* Exercise requirements
Please copy, exactly as they appear below, the lines from the one containing "self.time_ms = ms.max(0.0);" through the one containing "chorus crossfade mix.".

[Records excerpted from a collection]

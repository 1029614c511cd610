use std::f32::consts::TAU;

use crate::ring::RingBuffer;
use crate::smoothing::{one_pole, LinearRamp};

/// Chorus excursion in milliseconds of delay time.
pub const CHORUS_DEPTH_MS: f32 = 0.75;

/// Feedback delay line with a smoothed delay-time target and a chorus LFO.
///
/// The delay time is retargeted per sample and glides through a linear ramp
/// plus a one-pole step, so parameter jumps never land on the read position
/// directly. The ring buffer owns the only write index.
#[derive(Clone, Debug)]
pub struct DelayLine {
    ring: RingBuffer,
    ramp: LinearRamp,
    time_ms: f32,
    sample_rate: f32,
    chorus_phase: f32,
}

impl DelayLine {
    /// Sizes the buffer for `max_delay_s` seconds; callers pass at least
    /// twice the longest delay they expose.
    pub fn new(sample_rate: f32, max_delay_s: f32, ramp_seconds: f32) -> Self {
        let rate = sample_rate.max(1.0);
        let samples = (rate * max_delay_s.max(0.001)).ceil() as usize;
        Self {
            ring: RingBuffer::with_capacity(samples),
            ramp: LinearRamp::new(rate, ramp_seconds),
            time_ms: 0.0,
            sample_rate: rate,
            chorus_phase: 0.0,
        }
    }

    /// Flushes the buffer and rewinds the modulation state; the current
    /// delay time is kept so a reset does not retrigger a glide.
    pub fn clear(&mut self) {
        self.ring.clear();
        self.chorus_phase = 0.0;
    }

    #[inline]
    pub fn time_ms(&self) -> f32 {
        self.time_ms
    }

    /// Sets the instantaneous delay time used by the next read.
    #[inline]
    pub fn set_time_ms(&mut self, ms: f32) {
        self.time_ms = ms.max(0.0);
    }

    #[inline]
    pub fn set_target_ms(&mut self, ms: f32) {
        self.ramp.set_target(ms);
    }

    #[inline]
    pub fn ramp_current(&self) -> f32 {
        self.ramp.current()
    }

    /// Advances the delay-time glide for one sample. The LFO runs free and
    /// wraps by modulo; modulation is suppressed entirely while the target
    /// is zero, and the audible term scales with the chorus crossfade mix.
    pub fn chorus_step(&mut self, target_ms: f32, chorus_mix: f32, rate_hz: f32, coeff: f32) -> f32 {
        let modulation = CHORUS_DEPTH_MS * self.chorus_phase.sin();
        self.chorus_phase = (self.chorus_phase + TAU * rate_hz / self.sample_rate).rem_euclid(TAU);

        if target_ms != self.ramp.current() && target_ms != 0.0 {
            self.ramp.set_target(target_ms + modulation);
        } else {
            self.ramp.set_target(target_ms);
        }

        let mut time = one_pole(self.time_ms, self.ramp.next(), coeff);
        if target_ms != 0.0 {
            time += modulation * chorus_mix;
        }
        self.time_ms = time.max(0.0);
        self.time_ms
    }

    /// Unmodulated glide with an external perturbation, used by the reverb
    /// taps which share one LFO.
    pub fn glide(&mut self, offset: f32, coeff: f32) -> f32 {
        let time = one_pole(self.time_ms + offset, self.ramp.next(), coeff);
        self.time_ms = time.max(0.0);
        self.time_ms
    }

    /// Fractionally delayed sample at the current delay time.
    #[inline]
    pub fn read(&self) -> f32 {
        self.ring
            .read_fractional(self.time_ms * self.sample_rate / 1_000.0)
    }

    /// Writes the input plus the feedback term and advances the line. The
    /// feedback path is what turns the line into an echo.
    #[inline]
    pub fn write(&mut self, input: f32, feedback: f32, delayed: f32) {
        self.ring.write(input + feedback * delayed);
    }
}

==

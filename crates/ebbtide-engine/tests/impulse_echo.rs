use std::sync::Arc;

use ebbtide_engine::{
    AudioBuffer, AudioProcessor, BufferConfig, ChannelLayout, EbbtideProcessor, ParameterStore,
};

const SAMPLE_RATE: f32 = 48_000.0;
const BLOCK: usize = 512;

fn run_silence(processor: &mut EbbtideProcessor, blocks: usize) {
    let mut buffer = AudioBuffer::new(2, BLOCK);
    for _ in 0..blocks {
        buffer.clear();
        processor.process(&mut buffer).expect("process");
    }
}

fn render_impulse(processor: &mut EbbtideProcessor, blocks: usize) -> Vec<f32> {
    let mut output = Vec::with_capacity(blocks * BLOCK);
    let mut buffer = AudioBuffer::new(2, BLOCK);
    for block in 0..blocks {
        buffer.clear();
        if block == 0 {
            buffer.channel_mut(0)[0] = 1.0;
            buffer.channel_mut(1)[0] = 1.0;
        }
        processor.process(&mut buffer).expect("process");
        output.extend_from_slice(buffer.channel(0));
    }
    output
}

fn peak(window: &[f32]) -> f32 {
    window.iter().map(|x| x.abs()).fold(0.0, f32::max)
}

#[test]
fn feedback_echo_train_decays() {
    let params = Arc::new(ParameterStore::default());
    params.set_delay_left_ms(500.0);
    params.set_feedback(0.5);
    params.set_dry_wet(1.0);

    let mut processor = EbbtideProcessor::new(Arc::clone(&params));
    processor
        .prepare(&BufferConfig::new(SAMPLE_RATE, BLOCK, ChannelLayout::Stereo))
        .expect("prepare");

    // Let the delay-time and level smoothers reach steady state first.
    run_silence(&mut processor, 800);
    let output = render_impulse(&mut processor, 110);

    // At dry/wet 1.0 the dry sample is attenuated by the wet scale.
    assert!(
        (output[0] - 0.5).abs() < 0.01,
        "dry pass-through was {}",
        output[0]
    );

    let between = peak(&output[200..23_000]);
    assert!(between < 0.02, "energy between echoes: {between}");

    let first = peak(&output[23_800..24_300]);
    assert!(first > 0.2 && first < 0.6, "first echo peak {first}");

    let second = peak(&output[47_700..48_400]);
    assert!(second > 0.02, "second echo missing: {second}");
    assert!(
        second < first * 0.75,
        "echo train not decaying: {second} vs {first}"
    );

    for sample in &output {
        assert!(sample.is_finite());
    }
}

* * *

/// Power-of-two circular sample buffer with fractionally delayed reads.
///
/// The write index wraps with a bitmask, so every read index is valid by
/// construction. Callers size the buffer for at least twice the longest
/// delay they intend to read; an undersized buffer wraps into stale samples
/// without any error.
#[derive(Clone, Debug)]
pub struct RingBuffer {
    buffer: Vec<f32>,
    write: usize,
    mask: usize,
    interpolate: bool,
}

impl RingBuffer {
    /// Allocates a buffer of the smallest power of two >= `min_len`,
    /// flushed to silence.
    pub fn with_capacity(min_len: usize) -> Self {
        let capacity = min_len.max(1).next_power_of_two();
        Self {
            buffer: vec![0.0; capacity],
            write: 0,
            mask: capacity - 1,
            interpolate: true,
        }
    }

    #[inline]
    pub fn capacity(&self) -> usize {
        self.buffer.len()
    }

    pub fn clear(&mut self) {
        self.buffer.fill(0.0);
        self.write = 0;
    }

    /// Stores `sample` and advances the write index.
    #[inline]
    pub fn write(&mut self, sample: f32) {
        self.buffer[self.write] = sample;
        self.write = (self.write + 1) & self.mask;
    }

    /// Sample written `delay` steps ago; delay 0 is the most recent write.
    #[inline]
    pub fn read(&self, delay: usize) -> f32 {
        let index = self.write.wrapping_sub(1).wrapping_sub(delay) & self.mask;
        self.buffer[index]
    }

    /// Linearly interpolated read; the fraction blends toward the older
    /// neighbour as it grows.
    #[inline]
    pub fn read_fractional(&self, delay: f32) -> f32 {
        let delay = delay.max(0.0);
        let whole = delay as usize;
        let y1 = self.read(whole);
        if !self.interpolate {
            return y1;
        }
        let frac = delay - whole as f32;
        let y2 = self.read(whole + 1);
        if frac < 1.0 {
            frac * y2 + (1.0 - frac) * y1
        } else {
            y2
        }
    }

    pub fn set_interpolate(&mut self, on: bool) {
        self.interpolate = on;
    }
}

* Task answer
        self.time_ms = ms.max(0.0);
    }

    #[inline]
    pub fn set_target_ms(&mut self, ms: f32) {
        self.ramp.set_target(ms);
    }

    #[inline]
    pub fn ramp_current(&self) -> f32 {
        self.ramp.current()
    }

    /// Advances the delay-time glide for one sample. The LFO runs free and
    /// wraps by modulo; modulation is suppressed entirely while the target
    /// is zero, and the audible term scales with the chorus crossfade mix.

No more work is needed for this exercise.